Mademoiselle Le Blanc came on deck, one evening, and, wrapping a soft, thick mantle round her, looked about for a minute, shaded her eyes from the sunset, meantime, with a slender, transparent hand, bowed to one, spoke to another, slipped forward and joined Mr. Raleigh, where he leaned over the ship’s side.
“Voici ma capote!” said she, before he was aware of her approach. “Ciel! qu’il fait frais!”
“We have changed our skies,” said Mr. Raleigh, looking up.
“It is not necessary that you should tell me that!” she replied. “I shiver all the time. I shall become a little iceberg, for the sake of floating down to melt off Martinique!”
“Warm yourself now in the sunset; such a blaze was kindled for the purpose.”
“Whenever I see a sunset, I find it to be a splendid fact, une jouissance vraie, Monsieur, to think that men can paint,—that these shades, which are spontaneous in the heavens, and fleeting, can be rivalled by us and made permanent,—that man is more potent than light.”
“But you are all wrong in your jouissance.”
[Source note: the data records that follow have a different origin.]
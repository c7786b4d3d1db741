//! MCD rule engine.
//!
//! Each rule family lives in its own module and appends to a shared
//! diagnostic list. Rules never stop early and never touch the model: one
//! call reports every problem.
//!
//! ## Rules
//! 1. **Naming**: non-empty, unique entity/association/attribute names
//! 2. **Types**: every attribute carries a type
//! 3. **Links**: legal cardinalities, known endpoints, connected entities
//! 4. **Barrel**: attribute-bearing associations must be correspondence tables
//! 5. **Cycles**: relation cycles (warning), inheritance cycles (error)
//! 6. **CIF**: shape and references of functional integrity constraints

mod barrel;
mod cif;
mod cycles;
mod links;
mod naming;

use serde::Serialize;
use std::fmt;
use tracing::{debug, info};

use crate::model::Model;

#[derive(Debug, Clone, Copy, PartialEq, Eq, Serialize)]
#[serde(rename_all = "lowercase")]
pub enum Severity {
    Error,
    Warning,
}

impl fmt::Display for Severity {
    fn fmt(&self, f: &mut fmt::Formatter<'_>) -> fmt::Result {
        match self {
            Self::Error => f.write_str("error"),
            Self::Warning => f.write_str("warning"),
        }
    }
}

/// Model element a diagnostic points at.
#[derive(Debug, Clone, PartialEq, Eq, Serialize)]
#[serde(tag = "kind", rename_all = "snake_case")]
pub enum Target {
    Entity { name: String },
    Association { name: String },
    Attribute { owner: String, name: String },
    Constraint { name: String },
}

impl Target {
    pub fn entity(name: &str) -> Self {
        Self::Entity { name: name.to_string() }
    }

    pub fn association(name: &str) -> Self {
        Self::Association { name: name.to_string() }
    }

    pub fn attribute(owner: &str, name: &str) -> Self {
        Self::Attribute {
            owner: owner.to_string(),
            name: name.to_string(),
        }
    }

    pub fn constraint(name: &str) -> Self {
        Self::Constraint { name: name.to_string() }
    }

    /// Name of the element itself (the attribute name for attributes).
    pub fn name(&self) -> &str {
        match self {
            Self::Entity { name }
            | Self::Association { name }
            | Self::Attribute { name, .. }
            | Self::Constraint { name } => name,
        }
    }
}

impl fmt::Display for Target {
    fn fmt(&self, f: &mut fmt::Formatter<'_>) -> fmt::Result {
        match self {
            Self::Entity { name } => write!(f, "entity {}", name),
            Self::Association { name } => write!(f, "association {}", name),
            Self::Attribute { owner, name } => write!(f, "attribute {}.{}", owner, name),
            Self::Constraint { name } => write!(f, "constraint {}", name),
        }
    }
}

#[derive(Debug, Clone, PartialEq, Eq, Serialize)]
pub struct Diagnostic {
    pub code: &'static str,
    pub severity: Severity,
    pub message: String,
    #[serde(rename = "ref", skip_serializing_if = "Option::is_none")]
    pub target: Option<Target>,
}

impl Diagnostic {
    pub fn error(code: &'static str, message: impl Into<String>) -> Self {
        Self {
            code,
            severity: Severity::Error,
            message: message.into(),
            target: None,
        }
    }

    pub fn warning(code: &'static str, message: impl Into<String>) -> Self {
        Self {
            code,
            severity: Severity::Warning,
            message: message.into(),
            target: None,
        }
    }

    pub fn on(mut self, target: Target) -> Self {
        self.target = Some(target);
        self
    }

    pub fn is_error(&self) -> bool {
        self.severity == Severity::Error
    }
}

impl fmt::Display for Diagnostic {
    fn fmt(&self, f: &mut fmt::Formatter<'_>) -> fmt::Result {
        write!(f, "{} [{}]: {}", self.severity, self.code, self.message)
    }
}

/// Run every rule against `model`.
pub fn validate(model: &Model) -> Vec<Diagnostic> {
    debug!(
        entities = model.entities.len(),
        associations = model.associations.len(),
        links = model.association_links.len(),
        "validating model"
    );

    let mut diagnostics = Vec::new();
    naming::check(model, &mut diagnostics);
    links::check_cardinalities(model, &mut diagnostics);
    links::check_endpoints(model, &mut diagnostics);
    barrel::check(model, &mut diagnostics);
    links::check_connectivity(model, &mut diagnostics);
    links::check_primary_keys(model, &mut diagnostics);
    cycles::check_relations(model, &mut diagnostics);
    cycles::check_inheritance(model, &mut diagnostics);
    cif::check(model, &mut diagnostics);

    let errors = error_count(&diagnostics);
    info!(
        errors,
        warnings = diagnostics.len() - errors,
        "validation finished"
    );
    diagnostics
}

pub fn error_count(diagnostics: &[Diagnostic]) -> usize {
    diagnostics.iter().filter(|d| d.is_error()).count()
}

pub fn has_errors(diagnostics: &[Diagnostic]) -> bool {
    diagnostics.iter().any(Diagnostic::is_error)
}
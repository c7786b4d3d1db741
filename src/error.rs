//! Error types.
//!
//! Validation problems are not errors: they come back as
//! [`Diagnostic`](crate::rules::Diagnostic) values. These types cover caller
//! mistakes (bad configuration, unreadable input) only.

use thiserror::Error;

use crate::parser::ParseError;
use crate::rules::Diagnostic;

pub type Result<T> = std::result::Result<T, EngineError>;

#[derive(Debug, Error)]
pub enum ConfigError {
    #[error(
        "Unsupported SQL dialect: {0} (expected mysql, postgresql, sqlite, oracle or sqlserver)"
    )]
    UnsupportedDialect(String),

    #[error("Configuration error: {0}")]
    Load(#[from] config_crate::ConfigError),

    #[error("Cannot serialize configuration: {0}")]
    Serialize(#[from] toml::ser::Error),
}

#[derive(Debug, Error)]
pub enum EngineError {
    #[error(transparent)]
    Config(#[from] ConfigError),

    #[error("Notation error: {0}")]
    Parse(#[from] ParseError),

    #[error("JSON error: {0}")]
    Json(#[from] serde_json::Error),

    #[error("IO error: {0}")]
    Io(#[from] std::io::Error),

    #[error("Model has {errors} validation error(s); refusing to generate SQL")]
    InvalidModel {
        errors: usize,
        diagnostics: Vec<Diagnostic>,
    },
}
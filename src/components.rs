//! Pure Yew view components for the Collatz chain explorer.
//!
//! Stateless pieces rendered from props or plain data; all state lives in
//! `main.rs`.

use collatz_chain::config::TRAJECTORY_PREVIEW_LEN;
use collatz_chain::utils::{format_trajectory, format_with_separators};
use collatz_chain::SolveReport;
use yew::prelude::*;

/// Renders the winning start, its chain length and the search statistics.
pub fn render_report(report: &SolveReport, chain: &[u64], from_cache: bool) -> Html {
    html! {
        <div class="results">
            <h3>{ format!("Longest chain below {}", format_with_separators(report.upper_bound)) }</h3>
            <table class="report-table">
                <tbody>
                    <tr>
                        <th>{ "Starting value" }</th>
                        <td class="answer">{ format_with_separators(report.start) }</td>
                    </tr>
                    <tr>
                        <th>{ "Chain length" }</th>
                        <td>{ format!("{} values", report.length) }</td>
                    </tr>
                    <tr>
                        <th>{ "Starts evaluated" }</th>
                        <td>{ format_with_separators(report.starts_evaluated) }</td>
                    </tr>
                    <tr>
                        <th>{ "Cache entries" }</th>
                        <td>{ format_with_separators(report.cache_entries as u64) }</td>
                    </tr>
                    <tr>
                        <th>{ "Time" }</th>
                        <td>{
                            if from_cache {
                                format!("{:.0} ms (remembered)", report.elapsed_ms)
                            } else {
                                format!("{:.0} ms", report.elapsed_ms)
                            }
                        }</td>
                    </tr>
                </tbody>
            </table>
            { render_trajectory(chain) }
        </div>
    }
}

fn render_trajectory(chain: &[u64]) -> Html {
    if chain.is_empty() {
        return html! {};
    }

    let peak = chain.iter().copied().max().unwrap_or(0);

    html! {
        <div class="trajectory">
            <div class="trajectory-peak">
                { format!("Peak value: {}", format_with_separators(peak)) }
            </div>
            <p class="trajectory-values">{ format_trajectory(chain, TRAJECTORY_PREVIEW_LEN) }</p>
        </div>
    }
}

/// Text field for the exclusive upper bound.
#[derive(Properties, PartialEq)]
pub struct BoundFieldProps {
    pub text: String,
    pub error: Option<String>,
    pub max: u64,
    pub oninput: Callback<InputEvent>,
    pub oncommit: Callback<()>,
}

#[function_component(BoundField)]
pub fn bound_field(props: &BoundFieldProps) -> Html {
    let onkeydown = {
        let commit = props.oncommit.clone();
        Callback::from(move |e: KeyboardEvent| {
            if e.key() == "Enter" {
                commit.emit(());
            }
        })
    };

    html! {
        <div class="form-group">
            <label for="upper_bound_input">{ "Upper bound (exclusive):" }</label>
            <input
                type="text"
                id="upper_bound_input"
                value={props.text.clone()}
                class={if props.error.is_some() { "invalid" } else { "" }}
                placeholder="1e6"
                oninput={props.oninput.clone()}
                onchange={props.oncommit.reform(|_| ())}
                {onkeydown}
            />
            <div class="input-hint">
                { format!("Accepts 1000000, 1_000_000, 1e6 or 10^6, up to {}", format_with_separators(props.max)) }
            </div>
            if let Some(ref err) = props.error {
                <div class="input-error">{ err }</div>
            }
        </div>
    }
}
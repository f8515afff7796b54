// Collatz chain search CLI
// Prints the start below the upper bound with the longest Collatz chain

use anyhow::{Context, Result};
use clap::Parser;
use collatz_chain::{
    config::{
        DEFAULT_LOG_FILTER, DEFAULT_UPPER_BOUND, MAX_UPPER_BOUND, UPPER_BOUND_ENV,
        VERBOSE_LOG_FILTER,
    },
    solve_with_report, trajectory,
    utils::{format_trajectory, format_with_separators, parse_upper_bound},
};
use tracing_subscriber::EnvFilter;

fn parse_bound_arg(input: &str) -> Result<u64, String> {
    parse_upper_bound(input, MAX_UPPER_BOUND)
}

#[derive(Parser, Debug)]
#[command(name = "collatz")]
#[command(about = "Find the start below an upper bound with the longest Collatz chain")]
#[command(version)]
struct Args {
    /// Exclusive upper bound on starting values (accepts 1000000, 1_000_000, 1e6, 10^6)
    /// [default: 1000000, at most 10,000,000]
    #[arg(value_name = "UPPER_BOUND", value_parser = parse_bound_arg)]
    upper_bound: Option<u64>,

    /// Same as the positional UPPER_BOUND; the later of the two wins
    #[arg(
        long = "upper-bound",
        value_name = "UPPER_BOUND",
        env = UPPER_BOUND_ENV,
        overrides_with = "upper_bound",
        value_parser = parse_bound_arg
    )]
    upper_bound_flag: Option<u64>,

    /// Also print the chain length, cache size and elapsed time
    #[arg(long)]
    report: bool,

    /// Also print the winning start's full sequence
    #[arg(long)]
    trajectory: bool,

    /// Print the report as JSON instead of plain text
    #[arg(long, conflicts_with_all = ["report", "trajectory"])]
    json: bool,

    /// Log progress to stderr (overridden by RUST_LOG)
    #[arg(short, long)]
    verbose: bool,
}

impl Args {
    /// Positional first, then `--upper-bound` (or its environment variable).
    fn bound(&self) -> u64 {
        self.upper_bound
            .or(self.upper_bound_flag)
            .unwrap_or(DEFAULT_UPPER_BOUND)
    }
}

fn init_logging(verbose: bool) {
    let default_filter = if verbose {
        VERBOSE_LOG_FILTER
    } else {
        DEFAULT_LOG_FILTER
    };
    let filter =
        EnvFilter::try_from_default_env().unwrap_or_else(|_| EnvFilter::new(default_filter));
    tracing_subscriber::fmt()
        .with_env_filter(filter)
        .with_writer(std::io::stderr)
        .init();
}

fn main() -> Result<()> {
    let args = Args::parse();
    init_logging(args.verbose);

    let upper_bound = args.bound();
    let report = solve_with_report(upper_bound)
        .with_context(|| format!("searching below {}", upper_bound))?;

    if args.json {
        println!("{}", serde_json::to_string_pretty(&report)?);
        return Ok(());
    }

    println!("{}", report.start);

    if args.report {
        println!("chain length: {} values", report.length);
        println!(
            "starts evaluated: {}",
            format_with_separators(report.starts_evaluated)
        );
        println!(
            "cache entries: {}",
            format_with_separators(report.cache_entries as u64)
        );
        println!("elapsed: {:.1} ms", report.elapsed_ms);
    }

    if args.trajectory {
        let chain = trajectory(report.start)
            .with_context(|| format!("tracing the chain of {}", report.start))?;
        println!("{}", format_trajectory(&chain, usize::MAX));
    }

    Ok(())
}
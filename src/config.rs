//! Application-level configuration constants.

use crate::defaults;

// Search limits
pub const DEFAULT_UPPER_BOUND: u64 = defaults::UPPER_BOUND;
pub const MIN_UPPER_BOUND: u64 = 2;
// The cache ends up with about 2.2 entries per start at roughly 32 bytes each
// (key, length, hash and index slot), so 10,000,000 needs about 1 GB once the
// entry vector has grown past its pre-allocated capacity.
pub const MAX_UPPER_BOUND: u64 = 10_000_000;
// Also fits the 32-bit address space of the browser build
pub const MAX_BROWSER_UPPER_BOUND: u64 = MAX_UPPER_BOUND;

// UI Behavior
pub const DEBOUNCE_MS: u32 = 300;
pub const WORKER_SCRIPT: &str = "worker.js";

// Values of the winning chain shown before the list is elided
pub const TRAJECTORY_PREVIEW_LEN: usize = 48;

// CLI
pub const UPPER_BOUND_ENV: &str = "COLLATZ_UPPER_BOUND";
pub const DEFAULT_LOG_FILTER: &str = "collatz_chain=warn";
pub const VERBOSE_LOG_FILTER: &str = "collatz_chain=info";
She pouted her lip, and hung over the side in an attitude that it seemed he had seen a hundred times before.
“That sunset, with all its breadth and splendor, is contained in every pencil of light.”
She glanced up and laughed.
“Oh, yes! a part of its possibilities. Which proves?”—
“That color is an attribute of light and an achievement of man.”
“Ca et la,
Toute la
journee,
Le vent vain va
En sa tournee,”
hummed the girl, with a careless dismissal of the subject.